The data in the carrots

Some authors argue that the term “computational intelligence” is a misnomer because computing machines can only process data and not information that has semantic meaning. This is a common mistake…

that results from ignoring the specific human features that participate in defining the information computers are expected to process.

The information value of data does not depend on what type of processing (organic or computational) is carried out; it is derived from the existential attributes of the device that uses it.

Depending on their individual needs and purpose, what is only data for a computing device may also be information for a human device and vice versa. Here is a story about this:

Albert, a municipal clerk living in Baton-Rouge, has three pets: a cat, a rabbit and a robotic vacuum cleaner that can plug itself in electrical outlets to recharge. Coming back from work, Albert buys a bunch of carrots and some other groceries. As he enters his apartment he says: “Hello pets“; then, as they watch, he drops his bag of groceries in front of the kitchen’s electrical outlet, takes out the bunch of carrots and places it on the counter. All three pets acquire that data through their eyes and sensors.

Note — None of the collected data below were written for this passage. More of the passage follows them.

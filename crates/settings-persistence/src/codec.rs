//! JSON codec configuration shared by load, save and default construction.
//!
//! Decoding always builds a fresh value (nothing is merged into an existing
//! one) and treats explicit `null` fields as absent, so they fall back to the
//! type's defaults instead of clearing them. Encoding is indented and omits
//! null fields.

use serde::de::DeserializeOwned;
use serde::{Deserialize, Serialize};
use serde_json::Value;

/// The canonical empty document every default value is decoded from.
pub const EMPTY_DOCUMENT: &str = "{}";

/// Decodes `bytes` into `T`.
///
/// Returns `Ok(None)` when the document is the literal `null`.
///
/// # Errors
/// Returns the parse error for malformed JSON (including invalid UTF-8) and
/// the data error when the document does not fit `T`.
pub fn decode<T: DeserializeOwned>(bytes: &[u8]) -> serde_json::Result<Option<T>> {
    let mut value: Value = serde_json::from_slice(bytes)?;
    if value.is_null() {
        return Ok(None);
    }
    strip_nulls(&mut value);
    T::deserialize(value).map(Some)
}

/// Decodes the empty document into `T`, yielding its zero value.
pub fn decode_empty<T: DeserializeOwned>() -> serde_json::Result<T> {
    serde_json::from_str(EMPTY_DOCUMENT)
}

/// Encodes `value` as indented JSON with null fields omitted.
pub fn encode<T: Serialize>(value: &T) -> serde_json::Result<String> {
    let mut value = serde_json::to_value(value)?;
    strip_nulls(&mut value);
    serde_json::to_string_pretty(&value)
}

/// Removes `null` members from every object in the tree.
///
/// Array elements are kept as-is so positions don't shift.
fn strip_nulls(value: &mut Value) {
    match value {
        Value::Object(map) => {
            map.retain(|_, v| !v.is_null());
            map.values_mut().for_each(strip_nulls);
        }
        Value::Array(items) => items.iter_mut().for_each(strip_nulls),
        _ => {}
    }
}

#[cfg(test)]
mod tests {
    use super::*;

    #[derive(Debug, Serialize, Deserialize, PartialEq)]
    #[serde(default)]
    struct Settings {
        theme: String,
        max_results: u32,
        hotkey: Option<String>,
        plugins: Vec<Plugin>,
    }

    #[derive(Debug, Serialize, Deserialize, PartialEq)]
    #[serde(default)]
    struct Plugin {
        id: String,
        disabled: bool,
        action_keyword: Option<String>,
    }

    impl Default for Settings {
        fn default() -> Self {
            Self {
                theme: "dark".to_string(),
                max_results: 4,
                hotkey: None,
                plugins: Vec::new(),
            }
        }
    }

    impl Default for Plugin {
        fn default() -> Self {
            Self {
                id: String::new(),
                disabled: false,
                action_keyword: Some("*".to_string()),
            }
        }
    }

    #[test]
    fn test_decode_empty_yields_defaults() {
        let settings: Settings = decode_empty().unwrap();
        assert_eq!(settings, Settings::default());
    }

    #[test]
    fn test_decode_literal_null() {
        let result: Option<Settings> = decode(b"null").unwrap();
        assert!(result.is_none());

        let result: Option<Settings> = decode(b"  null\n").unwrap();
        assert!(result.is_none());
    }

    #[test]
    fn test_decode_explicit_null_keeps_default() {
        let json = br#"{"theme": null, "max_results": 9}"#;
        let settings: Settings = decode(json).unwrap().unwrap();

        assert_eq!(settings.theme, "dark");
        assert_eq!(settings.max_results, 9);
    }

    #[test]
    fn test_decode_nested_null_keeps_default() {
        let json = br#"{"plugins": [{"id": "calc", "action_keyword": null}]}"#;
        let settings: Settings = decode(json).unwrap().unwrap();

        assert_eq!(settings.plugins.len(), 1);
        assert_eq!(settings.plugins[0].id, "calc");
        assert_eq!(settings.plugins[0].action_keyword, Some("*".to_string()));
    }

    #[test]
    fn test_decode_malformed() {
        assert!(decode::<Settings>(b"{not valid").is_err());
        assert!(decode::<Settings>(&[0xff, 0xfe, 0x7b, 0x7d]).is_err());
    }

    #[test]
    fn test_decode_wrong_shape() {
        assert!(decode::<Settings>(b"[1, 2, 3]").is_err());
        assert!(decode::<Settings>(br#"{"max_results": "many"}"#).is_err());
    }

    #[test]
    fn test_encode_omits_nulls_and_indents() {
        let settings = Settings::default();
        let json = encode(&settings).unwrap();

        assert!(!json.contains("hotkey"));
        assert!(!json.contains("null"));
        assert!(json.contains("\n  \"theme\": \"dark\""));
    }

    #[test]
    fn test_encode_then_decode() {
        let settings = Settings {
            theme: "light".to_string(),
            max_results: 12,
            hotkey: Some("Alt+Space".to_string()),
            plugins: vec![Plugin {
                id: "web".to_string(),
                disabled: true,
                action_keyword: None,
            }],
        };

        let json = encode(&settings).unwrap();
        let decoded: Settings = decode(json.as_bytes()).unwrap().unwrap();

        // A `None` that differs from the default is not preserved, because
        // null fields are omitted on encode.
        assert_eq!(decoded.theme, "light");
        assert_eq!(decoded.hotkey, Some("Alt+Space".to_string()));
        assert_eq!(decoded.plugins[0].action_keyword, Some("*".to_string()));
    }
}
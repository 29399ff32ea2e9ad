//! Settings Core - host-side helpers shared by settings stores.
//!
//! - **config**: Settings directory layout and path helpers
//! - **logging**: Tracing subscriber setup

pub mod config;
pub mod logging;

pub use config::{
    data_dir, ensure_dir, plugin_settings_dir, settings_dir, settings_file, settings_file_in,
    FILE_SUFFIX, SETTINGS_DIRECTORY_NAME,
};
pub use logging::init_logging;
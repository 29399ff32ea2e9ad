//! Error types for settings persistence.

use std::path::PathBuf;

use thiserror::Error;

/// Errors that can occur while loading or saving a settings store.
///
/// Decode failures never show up here: `JsonStore::load` absorbs them and
/// recovers to a default value. Everything below is an I/O or setup failure
/// the host has to handle.
#[derive(Error, Debug)]
pub enum PersistenceError {
    /// Failed to read a file.
    #[error("failed to read {path}: {source}")]
    ReadError {
        path: PathBuf,
        #[source]
        source: std::io::Error,
    },

    /// Failed to write a file.
    #[error("failed to write {path}: {source}")]
    WriteError {
        path: PathBuf,
        #[source]
        source: std::io::Error,
    },

    /// Failed to delete a file.
    #[error("failed to delete {path}: {source}")]
    DeleteError {
        path: PathBuf,
        #[source]
        source: std::io::Error,
    },

    /// Failed to copy a file to its backup location.
    #[error("failed to back up {path} to {backup}: {source}")]
    BackupError {
        path: PathBuf,
        backup: PathBuf,
        #[source]
        source: std::io::Error,
    },

    /// Failed to create or list a directory.
    #[error("directory error at {path}: {source}")]
    DirectoryError {
        path: PathBuf,
        #[source]
        source: std::io::Error,
    },

    /// Failed to serialize the stored value.
    #[error("serialization error: {0}")]
    Serialization(#[from] serde_json::Error),

    /// The empty document `{}` does not decode into the stored type and no
    /// fallback default was supplied.
    #[error("no default value for {path}: {source}")]
    DefaultUnavailable {
        path: PathBuf,
        #[source]
        source: serde_json::Error,
    },

    /// `save` was called before the store was loaded.
    #[error("store at {path} has not been loaded")]
    NotLoaded { path: PathBuf },
}

/// Result type alias for persistence operations.
pub type Result<T> = std::result::Result<T, PersistenceError>;
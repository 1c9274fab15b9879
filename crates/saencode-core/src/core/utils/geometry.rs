use nalgebra::{Point3, Vector3};

/// Arithmetic mean of a point set, or `None` for an empty slice.
pub fn centroid(points: &[Point3<f64>]) -> Option<Point3<f64>> {
    if points.is_empty() {
        return None;
    }
    let sum: Vector3<f64> = points.iter().map(|p| p.coords).sum();
    Some(Point3::from(sum / points.len() as f64))
}
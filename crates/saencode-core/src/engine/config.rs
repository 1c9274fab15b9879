use serde::Deserialize;
use std::path::Path;
use std::time::Duration;
use thiserror::Error;

#[derive(Debug, Error, PartialEq, Eq, Clone)]
pub enum ConfigError {
    #[error("Invalid value for parameter '{name}': {reason}")]
    InvalidParameter { name: &'static str, reason: String },
    #[error("File I/O error for '{path}': {message}")]
    Io { path: String, message: String },
    #[error("TOML parsing error for '{path}': {message}")]
    Toml { path: String, message: String },
}

/// How the diagonal of a dependency matrix is defined.
#[derive(Debug, Clone, Copy, PartialEq, Eq, Default, Deserialize)]
#[serde(rename_all = "kebab-case")]
pub enum SelfPairConvention {
    /// Apply the general nMI formula to the pair `(i, i)`. Because of the
    /// finite-sample correction this exceeds 1 for every non-constant column.
    #[default]
    Formula,
    /// Exactly 1 for every column with non-zero entropy, 0 for constant columns.
    Identity,
}

#[derive(Debug, Clone, Copy, PartialEq)]
pub struct ComparisonConfig {
    /// Relative tolerance below zero accepted for eigenvalues before a matrix
    /// is declared not positive semi-definite.
    pub psd_tolerance: f64,
    /// Largest accepted absolute difference between `A[i, j]` and `A[j, i]`.
    pub symmetry_tolerance: f64,
}

impl Default for ComparisonConfig {
    fn default() -> Self {
        Self {
            psd_tolerance: 1e-9,
            symmetry_tolerance: 1e-9,
        }
    }
}

#[derive(Debug, Clone, PartialEq, Default)]
pub struct AnalysisConfig {
    /// Frames per dependency block; `None` treats the whole trajectory as one block.
    pub frames_per_block: Option<usize>,
    pub self_pairs: SelfPairConvention,
    pub comparison: ComparisonConfig,
    /// Wall-clock limit for a whole analysis run.
    pub time_limit: Option<Duration>,
}

#[derive(Default)]
pub struct AnalysisConfigBuilder {
    frames_per_block: Option<usize>,
    self_pairs: Option<SelfPairConvention>,
    psd_tolerance: Option<f64>,
    symmetry_tolerance: Option<f64>,
    time_limit: Option<Duration>,
}

impl AnalysisConfigBuilder {
    pub fn new() -> Self {
        Self::default()
    }

    pub fn frames_per_block(mut self, frames: usize) -> Self {
        self.frames_per_block = Some(frames);
        self
    }
    pub fn self_pairs(mut self, convention: SelfPairConvention) -> Self {
        self.self_pairs = Some(convention);
        self
    }
    pub fn psd_tolerance(mut self, tolerance: f64) -> Self {
        self.psd_tolerance = Some(tolerance);
        self
    }
    pub fn symmetry_tolerance(mut self, tolerance: f64) -> Self {
        self.symmetry_tolerance = Some(tolerance);
        self
    }
    pub fn time_limit(mut self, limit: Duration) -> Self {
        self.time_limit = Some(limit);
        self
    }

    pub fn build(self) -> Result<AnalysisConfig, ConfigError> {
        if self.frames_per_block == Some(0) {
            return Err(ConfigError::InvalidParameter {
                name: "frames_per_block",
                reason: "must be at least 1".to_string(),
            });
        }
        let defaults = ComparisonConfig::default();
        let comparison = ComparisonConfig {
            psd_tolerance: validate_tolerance(
                "psd_tolerance",
                self.psd_tolerance.unwrap_or(defaults.psd_tolerance),
            )?,
            symmetry_tolerance: validate_tolerance(
                "symmetry_tolerance",
                self.symmetry_tolerance
                    .unwrap_or(defaults.symmetry_tolerance),
            )?,
        };
        if self.time_limit == Some(Duration::ZERO) {
            return Err(ConfigError::InvalidParameter {
                name: "time_limit",
                reason: "must be positive".to_string(),
            });
        }
        Ok(AnalysisConfig {
            frames_per_block: self.frames_per_block,
            self_pairs: self.self_pairs.unwrap_or_default(),
            comparison,
            time_limit: self.time_limit,
        })
    }
}

fn validate_tolerance(name: &'static str, value: f64) -> Result<f64, ConfigError> {
    if value.is_finite() && value >= 0.0 {
        Ok(value)
    } else {
        Err(ConfigError::InvalidParameter {
            name,
            reason: format!("must be a finite, non-negative number (got {value})"),
        })
    }
}

#[derive(Deserialize, Debug, Default, Clone)]
#[serde(deny_unknown_fields, rename_all = "kebab-case")]
struct FileComparisonConfig {
    psd_tolerance: Option<f64>,
    symmetry_tolerance: Option<f64>,
}

/// On-disk layout of an analysis configuration.
///
/// ```toml
/// frames-per-block = 500
/// self-pairs = "identity"
/// time-limit-secs = 3600.0
///
/// [comparison]
/// psd-tolerance = 1e-9
/// symmetry-tolerance = 1e-9
/// ```
#[derive(Deserialize, Debug, Default, Clone)]
#[serde(deny_unknown_fields, rename_all = "kebab-case")]
struct FileAnalysisConfig {
    frames_per_block: Option<usize>,
    self_pairs: Option<SelfPairConvention>,
    time_limit_secs: Option<f64>,
    #[serde(default)]
    comparison: FileComparisonConfig,
}

impl AnalysisConfig {
    pub fn builder() -> AnalysisConfigBuilder {
        AnalysisConfigBuilder::new()
    }

    pub fn from_toml_str(content: &str) -> Result<Self, ConfigError> {
        Self::parse(content, "<string>")
    }

    pub fn load(path: &Path) -> Result<Self, ConfigError> {
        let content = std::fs::read_to_string(path).map_err(|e| ConfigError::Io {
            path: path.to_string_lossy().to_string(),
            message: e.to_string(),
        })?;
        Self::parse(&content, &path.to_string_lossy())
    }

    fn parse(content: &str, path_for_error: &str) -> Result<Self, ConfigError> {
        let file: FileAnalysisConfig =
            toml::from_str(content).map_err(|e| ConfigError::Toml {
                path: path_for_error.to_string(),
                message: e.to_string(),
            })?;

        let mut builder = AnalysisConfigBuilder::new();
        if let Some(frames) = file.frames_per_block {
            builder = builder.frames_per_block(frames);
        }
        if let Some(convention) = file.self_pairs {
            builder = builder.self_pairs(convention);
        }
        if let Some(tolerance) = file.comparison.psd_tolerance {
            builder = builder.psd_tolerance(tolerance);
        }
        if let Some(tolerance) = file.comparison.symmetry_tolerance {
            builder = builder.symmetry_tolerance(tolerance);
        }
        if let Some(secs) = file.time_limit_secs {
            let limit = Duration::try_from_secs_f64(secs).map_err(|e| {
                ConfigError::InvalidParameter {
                    name: "time_limit",
                    reason: e.to_string(),
                }
            })?;
            builder = builder.time_limit(limit);
        }
        builder.build()
    }
}
//! # SAEncode Core Library
//!
//! Structural alphabet encoding of molecular dynamics trajectories and
//! information-theoretic analysis of the resulting letter sequences.
//!
//! Every overlapping four-atom fragment of every frame is superposed onto a
//! small library of reference fragments and replaced by the letter of the
//! closest one. Normalised mutual information between alphabet positions then
//! gives a dependency network per block of frames, and networks are compared
//! through a matrix overlap score.
//!
//! ## Architecture
//!
//! - **[`core`]: The Foundation.** Value types (`Fragment`, `Letter`,
//!   `Trajectory`, `Encoding`), the reference alphabet, Kabsch superposition,
//!   entropy and mutual information, symmetric matrix square roots and file I/O.
//!
//! - **[`engine`]: The Logic Core.** Configuration, errors, progress reporting
//!   with cancellation, and the parallel tasks that implement each pipeline stage.
//!
//! - **[`workflows`]: The Public API.** The complete analysis from trajectory
//!   to overlap matrix.

pub mod core;
pub mod engine;
pub mod workflows;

There is more food in the kitchen, this is useful information” thinks the rabbit. “I lost a source of energy, this is useful information” computes the robot. The cat yawns and returns to his couch.

Same data; different information.

3 thoughts on “The data in the carrots”

  1. Dear Jean,
    Are you familiar with John Searle’s argument against the possibility of the capacity for consciousness (or at least–or even– intentionality) in digital systems? (I’m referring to his well-known “Chinese Room” argument.) Do you have a response to this argument (as expressed in his paper ‘Minds, Brains, and Programs’)? On what grounds would the content, I lost a source of energy, be content that the vacuum possesses rather than content we attribute to its functional configuration? (Of course this question presumes there is a real distinction here. If merely being disposed to behave as though the way to the plug is blocked is regarded as “thinking that” the way is blocked, then we deny the distinction. But advocates of “first personal point of view” notions of consciousness want to claim that consciousness, and intentionality even, requires something more and other than a mere functional and dispositional account.)